An uneventful session for the AUDUSD overnight in the absence of US traders with the pair operating in a thin range between .8197 to .8243 throughout. As is the case with equities the release of Chinese GDP, along with a raft of monthly metrics, will likely drive the movements in the pair today. Should the data come in ahead of expectation, particularly the GDP print, expect the pair to test selling resistance above the .8250 level. On the flipside, should the data be net-weak, look for the Aussie to fall back to buying support layered from .8170 through to .8130. Still, with market faith in central bank stimulus remaining strong, any such dip will likely me be momentary in nature.
Chinese Q4 GDP, along with industrial production, retail sales and urban fixed-asset investment figures for December, will be released today. GDP is expected to grow 1.7% on quarter, down from 1.9% in Q3, with the annual rate tipped to slow to 7.2% from 7.3%. Elsewhere industrial production is forecast to grow 7.4% on year, up from 7.2% in November, with retail sales and fixed-asset investment expected to remain at 11.7% and 15.8% respectively.
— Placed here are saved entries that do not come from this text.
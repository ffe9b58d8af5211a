use clap::{Parser, Subcommand};
use std::path::PathBuf;
use tracing_subscriber::{layer::SubscriberExt, util::SubscriberInitExt};

use okconv::models::{AppConfig, OutputFormat};
use okconv::services::{spaces_table, Converter};

#[derive(Parser)]
#[command(name = "okconv")]
#[command(about = "Convert colors between RGB565, sRGB, linear RGB and HSV encodings")]
#[command(version)]
struct Cli {
    /// Config file (defaults to $OKCONV_CONFIG)
    #[arg(long, global = true)]
    config: Option<PathBuf>,

    #[command(subcommand)]
    command: Option<Commands>,
}

#[derive(Subcommand)]
enum Commands {
    /// Convert a color value to another space
    Convert {
        /// Channel triple "a,b,c", "#rrggbb", packed "0xhhhh" or a swatch name
        value: String,

        /// Source space for channel triples (e.g. rgb888, hsv-decimal)
        #[arg(short, long)]
        from: Option<String>,

        /// Target space
        #[arg(short, long)]
        to: Option<String>,

        /// Output format
        #[arg(long, value_enum)]
        format: Option<OutputFormat>,
    },
    /// List supported color spaces and their channel ranges
    Spaces,
}

fn main() -> anyhow::Result<()> {
    tracing_subscriber::registry()
        .with(
            tracing_subscriber::EnvFilter::try_from_default_env()
                .unwrap_or_else(|_| "okconv=warn".into()),
        )
        .with(
            tracing_subscriber::fmt::layer()
                .without_time()
                .with_writer(std::io::stderr),
        )
        .init();

    let cli = Cli::parse();
    let config_path = AppConfig::locate(cli.config);

    match cli.command {
        Some(Commands::Convert {
            value,
            from,
            to,
            format,
        }) => {
            let config = AppConfig::load(config_path.as_deref())?;
            run_convert(&config, &value, from.as_deref(), to.as_deref(), format)
        }
        Some(Commands::Spaces) => {
            print!("{}", spaces_table());
            Ok(())
        }
        None => run_status_command(config_path),
    }
}

fn run_convert(
    config: &AppConfig,
    value: &str,
    from: Option<&str>,
    to: Option<&str>,
    format: Option<OutputFormat>,
) -> anyhow::Result<()> {
    let conversion = Converter::new(config).convert(value, from, to)?;

    match format.unwrap_or(config.output) {
        OutputFormat::Text => println!("{conversion}"),
        OutputFormat::Json => println!("{}", serde_json::to_string_pretty(&conversion.report())?),
    }
    Ok(())
}

fn run_status_command(config_path: Option<PathBuf>) -> anyhow::Result<()> {
    const VERSION: &str = env!("CARGO_PKG_VERSION");

    println!("okconv v{VERSION}");
    println!("Color conversion for RGB565, sRGB, linear RGB and HSV\n");

    let config = AppConfig::load(config_path.as_deref())?;
    let source = match &config_path {
        Some(path) if path.exists() => path.display().to_string(),
        Some(path) => format!("{} (not found, using defaults)", path.display()),
        None => "defaults".to_string(),
    };
    let space_name = |space: Option<okcolor::ColorSpace>| {
        space.map_or("(not set)", |space| space.name())
    };

    println!("Config:       {source}");
    println!("default_from: {}", space_name(config.default_from));
    println!("default_to:   {}", space_name(config.default_to));
    println!("Swatches:     {}", config.swatches.len());
    println!("\nRun `okconv spaces` to list color spaces, `okconv convert --help` for usage.");

    Ok(())
}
All releases are scheduled for 1pm AEDT. Earlier in the session markets will also receive the latest NZIER business confidence survey from New Zealand.
US President Barack Obama will deliver his State of the Union address at 1pm this afternoon.
Data releases this evening include the NAHB homebuilder confidence survey from the States, PPI and ZEW investor confidence from Germany, Italian international trade along with Russian GDP.